Activity » The records below need to be copied in full. Match them exactly.

Data provided »
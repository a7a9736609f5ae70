use chrono::{DateTime, Utc};
use serde::{Deserialize, Serialize};
use uuid::Uuid;

/// Comment entity - attached to a post by an author.
///
/// Deleting either the post or the author cascades to the comment.
#[derive(Debug, Clone, Serialize, Deserialize)]
pub struct Comment {
    pub id: Uuid,
    pub post_id: Uuid,
    pub author_id: Uuid,
    pub text: String,
    pub is_published: bool,
    pub created_at: DateTime<Utc>,
}

impl Comment {
    /// Create a new comment on `post_id` by `author_id`.
    pub fn new(post_id: Uuid, author_id: Uuid, text: String) -> Self {
        Self {
            id: Uuid::new_v4(),
            post_id,
            author_id,
            text,
            is_published: true,
            created_at: Utc::now(),
        }
    }
}
//! Ports - trait definitions for external dependencies.
//! These are the "interfaces" that infrastructure must implement.

mod auth;
mod repository;

pub use auth::{AuthError, PasswordService, TokenClaims, TokenService};
pub use repository::{
    BaseRepository, CategoryRepository, CommentRepository, LocationRepository, PostRepository,
    UserRepository,
};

Result »
repository a7a9736609f5ae70
use chrono::{DateTime, Utc};
use serde::{Deserialize, Serialize};
use uuid::Uuid;

/// Comment entity - attached to a post by an author.
///
/// Deleting either the post or the author cascades to the comment.
#[derive(Debug, Clone, Serialize, Deserialize)]
pub struct Comment {
    pub id: Uuid,
    pub post_id: Uuid,
    pub author_id: Uuid,
    pub text: String,
    pub is_published: bool,
    pub created_at: DateTime<Utc>,
}

impl Comment {
    /// Create a new comment on `post_id` by `author_id`.
    pub fn new(post_id: Uuid, author_id: Uuid, text: String) -> Self {
        Self {
            id: Uuid::new_v4(),
            post_id,
            author_id,
            text,
            is_published: true,
            created_at: Utc::now(),
        }
    }
}
//! Ports - trait definitions for external dependencies.
//! These are the "interfaces" that infrastructure must implement.

mod auth;
mod repository;

pub use auth::{AuthError, PasswordService, TokenClaims, TokenService};
pub use repository::{
    BaseRepository, CategoryRepository, CommentRepository, LocationRepository, PostRepository,
    UserRepository,
};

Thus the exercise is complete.